Pippa’s best interests, he said, had to be seen from her perspective, not that of the people who love her and want to go on loving her:

Pippa’s condition renders her unaware of the benefits she brings to others. Not only is her welfare my paramount consideration, but it would be wrong, in my judgment, to take into account the welfare of others when determining her best interests.

Dignity

The Judge noted that the concept of dignity had influenced one of the experts whose view it was that Pippa should have further life-sustaining treatment.

He described dignity as “problematic” and a “subjective and malleable concept”. He said for an older child or adult, dignity might be linked to their exercise of autonomy – that is, the choices they might have made for themselves. But that didn’t apply to a 5 year old because at such a young age the child’s “values, beliefs, and wishes cannot reliably be ascertained or inferred.

The problem with dignity, he said, is that it is such a subjective concept that people can have wildly different ideas of what it means in practice. For example, the hospital thought that a planned withdrawal of ventilation with good palliative care would enable Pippa to die peacefully and with dignity surrounded by her family. In contrast, her mother said:

 ““I could not think of anything more undignified than Pippa’s death being planned and for it to be carried out in the corner of the PICU when there is a procedure that can be done to potentially get her out of the ward and home.””

Wisely, the judge avoided the trap of defining, let alone implementing, what dignity means in this situation. He said that given the differing views, he would “not presume to adopt some supposedly objective concept of dignity to determine her best interests.

In short, dignity simply did not help answer the best interests question one way or the other.

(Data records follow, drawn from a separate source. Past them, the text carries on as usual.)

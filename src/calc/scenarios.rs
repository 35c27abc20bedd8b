use super::round_off_1_decimal;
use crate::model::{Evaluation, GRADE_MAX, GRADE_MIN};
use serde::Serialize;

const STRONG_START_GRADE: f64 = 6.5;
const STRONG_FINISH_OPENING_GRADE: f64 = 3.5;

#[derive(Debug, Clone, PartialEq, Serialize)]
#[serde(rename_all = "camelCase")]
pub struct ScenarioGrade {
    pub evaluation_name: String,
    pub weight: f64,
    pub grade: f64,
}

#[derive(Debug, Clone, PartialEq, Serialize)]
#[serde(rename_all = "camelCase")]
pub struct Scenario {
    pub name: String,
    pub description: String,
    pub grades: Vec<ScenarioGrade>,
    /// Final grade if the scenario plays out. Can fall short of the target
    /// when a clamped grade could not absorb everything needed.
    pub projected_final: f64,
}

fn clamp_grade(x: f64) -> f64 {
    if x.is_nan() {
        return GRADE_MIN;
    }
    x.clamp(GRADE_MIN, GRADE_MAX)
}

/// Grade needed on `fraction` of the final weight to collect `points`.
fn solve(points: f64, fraction: f64) -> f64 {
    if fraction <= 0.0 {
        return GRADE_MIN;
    }
    clamp_grade(points / fraction)
}

fn build(
    name: &str,
    description: String,
    current_weighted_sum: f64,
    pending: &[Evaluation],
    grades: &[f64],
) -> Scenario {
    let grades: Vec<ScenarioGrade> = pending
        .iter()
        .zip(grades)
        .map(|(e, g)| ScenarioGrade {
            evaluation_name: e.name.clone(),
            weight: e.weight,
            grade: round_off_1_decimal(clamp_grade(*g)),
        })
        .collect();
    let projected: f64 = grades.iter().map(|g| g.grade * g.weight / 100.0).sum();
    Scenario {
        name: name.to_string(),
        description,
        grades,
        projected_final: round_off_1_decimal(current_weighted_sum + projected),
    }
}

/// Illustrative ways of spreading the remaining points over `pending`.
///
/// Always yields the uniform scenario; focus and proportional need at least two
/// pending evaluations, the strong start/finish splits need three.
pub fn generate_scenarios(
    current_weighted_sum: f64,
    pending: &[Evaluation],
    target_grade: f64,
) -> Vec<Scenario> {
    if pending.is_empty() {
        return Vec::new();
    }

    let points_needed = target_grade - current_weighted_sum;
    let fractions: Vec<f64> = pending.iter().map(|e| e.weight / 100.0).collect();
    let total_fraction: f64 = fractions.iter().sum();
    let n = pending.len();

    let uniform = solve(points_needed, total_fraction);
    let mut scenarios = vec![build(
        "uniform",
        format!(
            "{:.1} on every pending evaluation",
            round_off_1_decimal(uniform)
        ),
        current_weighted_sum,
        pending,
        &vec![uniform; n],
    )];

    if n >= 2 {
        let heaviest = (0..n).fold(0, |best, i| {
            if fractions[i] > fractions[best] {
                i
            } else {
                best
            }
        });
        let others: f64 = (0..n)
            .filter(|&i| i != heaviest)
            .map(|i| GRADE_MIN * fractions[i])
            .sum();
        let focus = solve(points_needed - others, fractions[heaviest]);
        let grades: Vec<f64> = (0..n)
            .map(|i| if i == heaviest { focus } else { GRADE_MIN })
            .collect();
        scenarios.push(build(
            "focus-heaviest",
            format!(
                "Minimum everywhere except {}, the heaviest evaluation",
                pending[heaviest].name
            ),
            current_weighted_sum,
            pending,
            &grades,
        ));

        let mean_fraction = total_fraction / n as f64;
        let mut grades: Vec<f64> = Vec::with_capacity(n);
        let mut assigned = 0.0_f64;
        for f in &fractions[..n - 1] {
            let g = if mean_fraction > 0.0 {
                round_off_1_decimal(clamp_grade(uniform * f / mean_fraction))
            } else {
                uniform
            };
            assigned += g * f;
            grades.push(g);
        }
        grades.push(solve(points_needed - assigned, fractions[n - 1]));
        scenarios.push(build(
            "proportional",
            "Higher grades on the heavier evaluations".to_string(),
            current_weighted_sum,
            pending,
            &grades,
        ));
    }

    if n >= 3 {
        scenarios.push(split_scenario(
            "strong-start",
            STRONG_START_GRADE,
            current_weighted_sum,
            points_needed,
            pending,
            &fractions,
        ));
        scenarios.push(split_scenario(
            "strong-finish",
            STRONG_FINISH_OPENING_GRADE,
            current_weighted_sum,
            points_needed,
            pending,
            &fractions,
        ));
    }

    scenarios
}

/// First half (rounded down) fixed at `opening_grade`, the rest solved uniformly.
fn split_scenario(
    name: &str,
    opening_grade: f64,
    current_weighted_sum: f64,
    points_needed: f64,
    pending: &[Evaluation],
    fractions: &[f64],
) -> Scenario {
    let split = pending.len() / 2;
    let opening_points: f64 = fractions[..split].iter().map(|f| opening_grade * f).sum();
    let closing_fraction: f64 = fractions[split..].iter().sum();
    let closing = solve(points_needed - opening_points, closing_fraction);

    let grades: Vec<f64> = (0..pending.len())
        .map(|i| if i < split { opening_grade } else { closing })
        .collect();
    build(
        name,
        format!(
            "{:.1} on the first {} pending, then {:.1} on the remaining {}",
            opening_grade,
            split,
            round_off_1_decimal(closing),
            pending.len() - split
        ),
        current_weighted_sum,
        pending,
        &grades,
    )
}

Parental and Family Rights

One of the experts supporting Pippa’s mother’s view of best interests said that it was for parents to decide where their child died: ““It is their right to determine the three most important things: when, how and where does death occur.””

That expert’s view (which reads more like a legal submission) got an emphatic thumbs down from the judge. Yes, doctors must consider the family’s wishes and, where possible, work consensually with the family. But it is the cases where working consensually isn’t possible that come to court. In court:

The law is clear: in these cases it is not a parent’s right to determine when, how and where death occurs, or whether life sustaining treatment should be prolonged. Nor do I accept that the court should consider Pippa’s interests through the prism of her mother’s interests: the court is concerned with Pippa’s best interests which must be assessed from her perspective, not from anyone else’s viewpoint.

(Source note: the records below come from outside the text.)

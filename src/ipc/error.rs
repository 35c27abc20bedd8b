use serde_json::json;

pub fn ok(id: &str, result: serde_json::Value) -> serde_json::Value {
    json!({
        "id": id,
        "ok": true,
        "result": result
    })
}

pub fn err(
    id: &str,
    code: &str,
    message: impl Into<String>,
    details: Option<serde_json::Value>,
) -> serde_json::Value {
    let mut error = json!({
        "code": code,
        "message": message.into(),
    });
    if let Some(d) = details {
        error["details"] = d;
    }
    json!({
        "id": id,
        "ok": false,
        "error": error,
    })
}

/// A failed step inside a handler, turned into an error response at the edge.
pub struct HandlerErr {
    pub code: &'static str,
    pub message: String,
    pub details: Option<serde_json::Value>,
}

impl HandlerErr {
    pub fn new(code: &'static str, message: impl Into<String>) -> Self {
        Self {
            code,
            message: message.into(),
            details: None,
        }
    }

    pub fn with_details(mut self, details: serde_json::Value) -> Self {
        self.details = Some(details);
        self
    }

    pub fn bad_params(message: impl Into<String>) -> Self {
        Self::new("bad_params", message)
    }

    pub fn response(self, id: &str) -> serde_json::Value {
        err(id, self.code, self.message, self.details)
    }
}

Again, he returned to the fact that the court is concerned with the child first and foremost:

Dr Playfor, Dr Wallis, and many other people might think that when a child can feel no pain, the courts should seek a solution that gives the most comfort to the child’s family, and that there is a cruelty in depriving them of that comfort and curtailing the life of the child they cherish. But the law seems to me to be clear that the benefits that Pippa has brought, and may continue to bring, to others, and the satisfaction of the wishes of a child’s family, are not the focus of the court’s attention. It is her welfare that is paramount, not the welfare of others, and her best interests that are the court’s concern.